Assignment>
An exact copy of the data below is required; return it in full.

Source data>
=-=-=
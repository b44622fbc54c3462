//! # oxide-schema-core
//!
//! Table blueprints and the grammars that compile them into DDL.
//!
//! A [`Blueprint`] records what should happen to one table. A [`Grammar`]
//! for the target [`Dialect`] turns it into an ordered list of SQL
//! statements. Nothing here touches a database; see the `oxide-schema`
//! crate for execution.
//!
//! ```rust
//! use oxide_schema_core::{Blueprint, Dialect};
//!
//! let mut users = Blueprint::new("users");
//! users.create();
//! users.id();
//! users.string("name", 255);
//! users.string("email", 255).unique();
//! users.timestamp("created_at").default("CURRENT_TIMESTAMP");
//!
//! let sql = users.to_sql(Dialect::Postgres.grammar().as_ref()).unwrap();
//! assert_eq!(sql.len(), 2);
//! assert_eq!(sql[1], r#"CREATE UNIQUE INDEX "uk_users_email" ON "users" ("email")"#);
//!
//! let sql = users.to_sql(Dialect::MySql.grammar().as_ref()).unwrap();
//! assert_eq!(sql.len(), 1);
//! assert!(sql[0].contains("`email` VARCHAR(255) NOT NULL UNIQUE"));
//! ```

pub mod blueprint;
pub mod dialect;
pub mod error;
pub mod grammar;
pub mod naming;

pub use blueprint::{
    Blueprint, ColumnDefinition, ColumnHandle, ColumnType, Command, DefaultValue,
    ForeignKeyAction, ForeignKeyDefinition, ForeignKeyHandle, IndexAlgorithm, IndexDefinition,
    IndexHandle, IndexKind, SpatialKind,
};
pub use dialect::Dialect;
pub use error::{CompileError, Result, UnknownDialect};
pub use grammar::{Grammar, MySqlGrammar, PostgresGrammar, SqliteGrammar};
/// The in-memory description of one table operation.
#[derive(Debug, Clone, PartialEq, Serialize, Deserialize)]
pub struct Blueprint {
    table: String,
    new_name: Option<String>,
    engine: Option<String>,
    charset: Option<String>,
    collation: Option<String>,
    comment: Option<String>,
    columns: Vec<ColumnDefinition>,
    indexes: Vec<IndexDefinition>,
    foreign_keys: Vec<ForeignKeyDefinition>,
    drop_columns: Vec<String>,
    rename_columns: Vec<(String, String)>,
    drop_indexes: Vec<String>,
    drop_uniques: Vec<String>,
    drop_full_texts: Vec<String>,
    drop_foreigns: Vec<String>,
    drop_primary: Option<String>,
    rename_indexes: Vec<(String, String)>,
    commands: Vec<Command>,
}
=-=-=
Worked solution>
repository b44622fbc54c3462
//! # oxide-schema-core
//!
//! Table blueprints and the grammars that compile them into DDL.
//!
//! A [`Blueprint`] records what should happen to one table. A [`Grammar`]
//! for the target [`Dialect`] turns it into an ordered list of SQL
//! statements. Nothing here touches a database; see the `oxide-schema`
//! crate for execution.
//!
//! ```rust
//! use oxide_schema_core::{Blueprint, Dialect};
//!
//! let mut users = Blueprint::new("users");
//! users.create();
//! users.id();
//! users.string("name", 255);
//! users.string("email", 255).unique();
//! users.timestamp("created_at").default("CURRENT_TIMESTAMP");
//!
//! let sql = users.to_sql(Dialect::Postgres.grammar().as_ref()).unwrap();
//! assert_eq!(sql.len(), 2);
//! assert_eq!(sql[1], r#"CREATE UNIQUE INDEX "uk_users_email" ON "users" ("email")"#);
//!
//! let sql = users.to_sql(Dialect::MySql.grammar().as_ref()).unwrap();
//! assert_eq!(sql.len(), 1);
//! assert!(sql[0].contains("`email` VARCHAR(255) NOT NULL UNIQUE"));
//! ```

pub mod blueprint;
pub mod dialect;
pub mod error;
pub mod grammar;
pub mod naming;

pub use blueprint::{
    Blueprint, ColumnDefinition, ColumnHandle, ColumnType, Command, DefaultValue,
    ForeignKeyAction, ForeignKeyDefinition, ForeignKeyHandle, IndexAlgorithm, IndexDefinition,
    IndexHandle, IndexKind, SpatialKind,
};
pub use dialect::Dialect;
pub use error::{CompileError, Result, UnknownDialect};
pub use grammar::{Grammar, MySqlGrammar, PostgresGrammar, SqliteGrammar};
/// The in-memory description of one table operation.
#[derive(Debug, Clone, PartialEq, Serialize, Deserialize)]
pub struct Blueprint {
    table: String,
    new_name: Option<String>,
    engine: Option<String>,
    charset: Option<String>,
    collation: Option<String>,
    comment: Option<String>,
    columns: Vec<ColumnDefinition>,
    indexes: Vec<IndexDefinition>,
    foreign_keys: Vec<ForeignKeyDefinition>,
    drop_columns: Vec<String>,
    rename_columns: Vec<(String, String)>,
    drop_indexes: Vec<String>,
    drop_uniques: Vec<String>,
    drop_full_texts: Vec<String>,
    drop_foreigns: Vec<String>,
    drop_primary: Option<String>,
    rename_indexes: Vec<(String, String)>,
    commands: Vec<Command>,
}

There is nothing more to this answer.